**Your task:** Copy out, exactly, the first line of the entries below and every line after it through the one containing "ApiError::BadRequest(_) | ApiError::Validation(_)".

**Data to process:**
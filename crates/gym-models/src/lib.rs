//! Shared data models for the GymScore backend.
//!
//! This crate provides Serde-serializable types for:
//! - Pose landmarks, joints and frames
//! - Score records and presentation bands
//! - Persisted analysis sessions
//! - Batch analysis progress tracking

pub mod batch;
pub mod frame;
pub mod landmark;
pub mod score;
pub mod session;

// Re-export common types
pub use batch::{BatchItemState, BatchItemStatus, BatchStatus};
pub use frame::Frame;
pub use landmark::{Joint, Landmark, SKELETON_CONNECTIONS};
pub use score::{ScoreBand, ScoreRecord};
pub use session::AnalysisSession;
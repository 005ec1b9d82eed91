//! API error types.

use axum::http::StatusCode;
use axum::response::{IntoResponse, Response};
use axum::Json;
use serde::Serialize;
use thiserror::Error;

pub type ApiResult<T> = Result<T, ApiError>;

#[derive(Debug, Error)]
pub enum ApiError {
    #[error("Unauthorized: {0}")]
    Unauthorized(String),

    #[error("Not found: {0}")]
    NotFound(String),

    #[error("Bad request: {0}")]
    BadRequest(String),

    #[error("Validation error: {0}")]
    Validation(String),

    #[error("Internal error: {0}")]
    Internal(String),

    #[error("Detector error: {0}")]
    Detector(#[from] gym_detector::DetectorError),

    #[error("Store error: {0}")]
    Store(#[from] gym_sessions::StoreError),
}

impl ApiError {
    pub fn unauthorized(msg: impl Into<String>) -> Self {
        Self::Unauthorized(msg.into())
    }

    pub fn not_found(msg: impl Into<String>) -> Self {
        Self::NotFound(msg.into())
    }

    pub fn bad_request(msg: impl Into<String>) -> Self {
        Self::BadRequest(msg.into())
    }

    pub fn internal(msg: impl Into<String>) -> Self {
        Self::Internal(msg.into())
    }

    fn status_code(&self) -> StatusCode {
        match self {
            ApiError::Unauthorized(_) => StatusCode::UNAUTHORIZED,
            ApiError::NotFound(_) => StatusCode::NOT_FOUND,
            ApiError::BadRequest(_) | ApiError::Validation(_) => StatusCode::BAD_REQUEST,
            ApiError::Store(gym_sessions::StoreError::NotFound(_)) => StatusCode::NOT_FOUND,
            ApiError::Store(gym_sessions::StoreError::Conflict(_)) => StatusCode::CONFLICT,
            ApiError::Detector(e) if e.is_retryable() => StatusCode::SERVICE_UNAVAILABLE,
            ApiError::Detector(_) => StatusCode::BAD_GATEWAY,
            ApiError::Internal(_) => StatusCode::INTERNAL_SERVER_ERROR,
        }
    }
}

#[derive(Serialize)]
struct ErrorResponse {
    detail: String,
    #[serde(skip_serializing_if = "Option::is_none")]
    code: Option<String>,
}

impl IntoResponse for ApiError {
    fn into_response(self) -> Response {
        let status = self.status_code();

        // Don't expose internal error details in production
        let detail = match &self {
            ApiError::Internal(_) | ApiError::Detector(_) => {
                if std::env::var("ENVIRONMENT").unwrap_or_default() == "production" {
                    "An internal error occurred".to_string()
                } else {
                    self.to_string()
                }
            }
            _ => self.to_string(),
        };

        let body = ErrorResponse { detail, code: None };

        (status, Json(body)).into_response()
    }
}

#[cfg(test)]
mod tests {
    use super::*;

    #[test]
    fn test_status_mapping() {
        assert_eq!(
            ApiError::not_found("x").status_code(),
            StatusCode::NOT_FOUND
        );
        assert_eq!(
            ApiError::bad_request("x").status_code(),
            StatusCode::BAD_REQUEST
        );
        assert_eq!(
            ApiError::Store(gym_sessions::StoreError::NotFound("s".to_string())).status_code(),
            StatusCode::NOT_FOUND
        );
        assert_eq!(
            ApiError::Detector(gym_detector::DetectorError::ServiceError {
                status: 503,
                message: String::new()
            })
            .status_code(),
            StatusCode::SERVICE_UNAVAILABLE
        );
    }
}
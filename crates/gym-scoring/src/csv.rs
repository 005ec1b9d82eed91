//! CSV export of analysis sessions.

use gym_models::AnalysisSession;

const HEADERS: &[&str] = &[
    "Session ID",
    "Date",
    "AI Score",
    "Posture Score (%)",
    "Stability Score (%)",
    "Smoothness Score (%)",
    "Avg Knee Angle",
    "Avg Hip Angle",
    "Landing Stability",
    "Duration (seconds)",
    "Media URL",
    "Feedback",
];

/// Render sessions as CSV, one row per session, newest first if the input
/// is already ordered that way (row order follows input order).
pub fn sessions_to_csv(sessions: &[AnalysisSession]) -> String {
    let mut lines = Vec::with_capacity(sessions.len() + 1);
    lines.push(HEADERS.join(","));

    for session in sessions {
        let row = [
            escape_field(&session.id),
            escape_field(&session.created_at.to_rfc3339()),
            escape_field(&format!("{:.2}", session.ai_score)),
            escape_field(&session.posture_score.to_string()),
            escape_field(&session.stability_score.to_string()),
            escape_field(&session.smoothness_score.to_string()),
            escape_field(&format!("{:.2}", session.avg_knee_angle)),
            escape_field(&format!("{:.2}", session.avg_hip_angle)),
            escape_field(&format!("{:.2}", session.landing_stability)),
            session
                .duration_seconds
                .map(|d| escape_field(&format!("{d:.2}")))
                .unwrap_or_default(),
            escape_field(&session.media_url),
            escape_field(&session.feedback.join("\n")),
        ];
        lines.push(row.join(","));
    }

    lines.join("\n")
}

/// Quote a field if it contains a comma, quote or newline; double any
/// embedded quotes.
fn escape_field(field: &str) -> String {
    if field.contains(',') || field.contains('\n') || field.contains('"') {
        format!("\"{}\"", field.replace('"', "\"\""))
    } else {
        field.to_string()
    }
}

#[cfg(test)]
mod tests {
    use super::*;
    use gym_models::ScoreRecord;

    fn session(feedback: Vec<String>) -> AnalysisSession {
        let record = ScoreRecord {
            ai_score: 9.4,
            posture: 85,
            stability: 100,
            smoothness: 100,
            feedback,
            avg_knee_angle: 180.0,
            avg_hip_angle: 180.0,
            landing_stability: 100.0,
        };
        AnalysisSession::new("user-1", "https://example.com/a.mp4", &record, vec![])
    }

    #[test]
    fn test_header_and_row_count() {
        let csv = sessions_to_csv(&[session(vec![]), session(vec![])]);
        // Empty feedback means no quoted newlines, so one line per row
        assert_eq!(csv.lines().count(), 3);
        assert!(csv.starts_with("Session ID,Date,AI Score"));
    }

    #[test]
    fn test_fields_with_commas_are_quoted() {
        let csv = sessions_to_csv(&[session(vec![
            "Smooth transitions detected – great flow between movements!".to_string(),
            "Outstanding posture control throughout the routine!".to_string(),
        ])]);
        // Feedback lines join with a newline, forcing quoting
        assert!(csv.contains("\"Smooth transitions"));
    }

    #[test]
    fn test_embedded_quotes_are_doubled() {
        assert_eq!(escape_field("say \"hi\""), "\"say \"\"hi\"\"\"");
        assert_eq!(escape_field("plain"), "plain");
    }

    #[test]
    fn test_scores_to_two_decimals() {
        let csv = sessions_to_csv(&[session(vec![])]);
        assert!(csv.contains("9.40"));
        assert!(csv.contains("180.00"));
    }
}
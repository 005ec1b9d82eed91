//! API configuration.

use std::time::Duration;

/// API server configuration.
#[derive(Debug, Clone)]
pub struct ApiConfig {
    /// Server host
    pub host: String,
    /// Server port
    pub port: u16,
    /// CORS origins
    pub cors_origins: Vec<String>,
    /// Request timeout
    pub request_timeout: Duration,
    /// Max request body size (inline frame payloads can be large)
    pub max_body_size: usize,
    /// Largest accepted batch
    pub max_batch_items: usize,
    /// Environment (development/production)
    pub environment: String,
}

impl Default for ApiConfig {
    fn default() -> Self {
        Self {
            host: "0.0.0.0".to_string(),
            port: 8000,
            cors_origins: vec!["*".to_string()],
            request_timeout: Duration::from_secs(30),
            max_body_size: 20 * 1024 * 1024, // 20MB
            max_batch_items: 20,
            environment: "development".to_string(),
        }
    }
}

impl ApiConfig {
    /// Create config from environment variables.
    pub fn from_env() -> Self {
        Self {
            host: std::env::var("API_HOST").unwrap_or_else(|_| "0.0.0.0".to_string()),
            port: std::env::var("API_PORT")
                .ok()
                .and_then(|s| s.parse().ok())
                .unwrap_or(8000),
            cors_origins: std::env::var("CORS_ORIGINS")
                .map(|s| s.split(',').map(|s| s.trim().to_string()).collect())
                .unwrap_or_else(|_| vec!["*".to_string()]),
            request_timeout: Duration::from_secs(
                std::env::var("REQUEST_TIMEOUT")
                    .ok()
                    .and_then(|s| s.parse().ok())
                    .unwrap_or(30),
            ),
            max_body_size: std::env::var("MAX_BODY_SIZE")
                .ok()
                .and_then(|s| s.parse().ok())
                .unwrap_or(20 * 1024 * 1024),
            max_batch_items: std::env::var("MAX_BATCH_ITEMS")
                .ok()
                .and_then(|s| s.parse().ok())
                .unwrap_or(20),
            environment: std::env::var("ENVIRONMENT").unwrap_or_else(|_| "development".to_string()),
        }
    }

    /// Check if running in production mode.
    pub fn is_production(&self) -> bool {
        self.environment.to_lowercase() == "production"
    }
}

#[cfg(test)]
mod tests {
    use super::*;

    #[test]
    fn test_defaults() {
        let config = ApiConfig::default();
        assert_eq!(config.port, 8000);
        assert_eq!(config.max_batch_items, 20);
        assert!(!config.is_production());
    }
}
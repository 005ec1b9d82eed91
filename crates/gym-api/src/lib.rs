//! Axum HTTP API for the GymScore backend.
//!
//! Wires the scoring engine, the frame-source collaborator and the session
//! store behind a small JSON API: single and batch analysis, batch progress
//! polling, session history with CSV export, health probes and Prometheus
//! metrics.

pub mod config;
pub mod error;
pub mod handlers;
pub mod metrics;
pub mod middleware;
pub mod routes;
pub mod security;
pub mod services;
pub mod state;

pub use config::ApiConfig;
pub use error::{ApiError, ApiResult};
pub use routes::create_router;
pub use state::AppState;
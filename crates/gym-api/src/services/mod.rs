//! API services.

pub mod batch;

pub use batch::BatchRunner;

**Answer for this exercise:**
filename crates/gym-models/src/lib.rs
//! Shared data models for the GymScore backend.
//!
//! This crate provides Serde-serializable types for:
//! - Pose landmarks, joints and frames
//! - Score records and presentation bands
//! - Persisted analysis sessions
//! - Batch analysis progress tracking

pub mod batch;
pub mod frame;
pub mod landmark;
pub mod score;
pub mod session;

// Re-export common types
pub use batch::{BatchItemState, BatchItemStatus, BatchStatus};
pub use frame::Frame;
pub use landmark::{Joint, Landmark, SKELETON_CONNECTIONS};
pub use score::{ScoreBand, ScoreRecord};
pub use session::AnalysisSession;
repository 005ec1b9d82eed91
//! API error types.

use axum::http::StatusCode;
use axum::response::{IntoResponse, Response};
use axum::Json;
use serde::Serialize;
use thiserror::Error;

pub type ApiResult<T> = Result<T, ApiError>;

#[derive(Debug, Error)]
pub enum ApiError {
    #[error("Unauthorized: {0}")]
    Unauthorized(String),

    #[error("Not found: {0}")]
    NotFound(String),

    #[error("Bad request: {0}")]
    BadRequest(String),

    #[error("Validation error: {0}")]
    Validation(String),

    #[error("Internal error: {0}")]
    Internal(String),

    #[error("Detector error: {0}")]
    Detector(#[from] gym_detector::DetectorError),

    #[error("Store error: {0}")]
    Store(#[from] gym_sessions::StoreError),
}

impl ApiError {
    pub fn unauthorized(msg: impl Into<String>) -> Self {
        Self::Unauthorized(msg.into())
    }

    pub fn not_found(msg: impl Into<String>) -> Self {
        Self::NotFound(msg.into())
    }

    pub fn bad_request(msg: impl Into<String>) -> Self {
        Self::BadRequest(msg.into())
    }

    pub fn internal(msg: impl Into<String>) -> Self {
        Self::Internal(msg.into())
    }

    fn status_code(&self) -> StatusCode {
        match self {
            ApiError::Unauthorized(_) => StatusCode::UNAUTHORIZED,
            ApiError::NotFound(_) => StatusCode::NOT_FOUND,
            ApiError::BadRequest(_) | ApiError::Validation(_) => StatusCode::BAD_REQUEST,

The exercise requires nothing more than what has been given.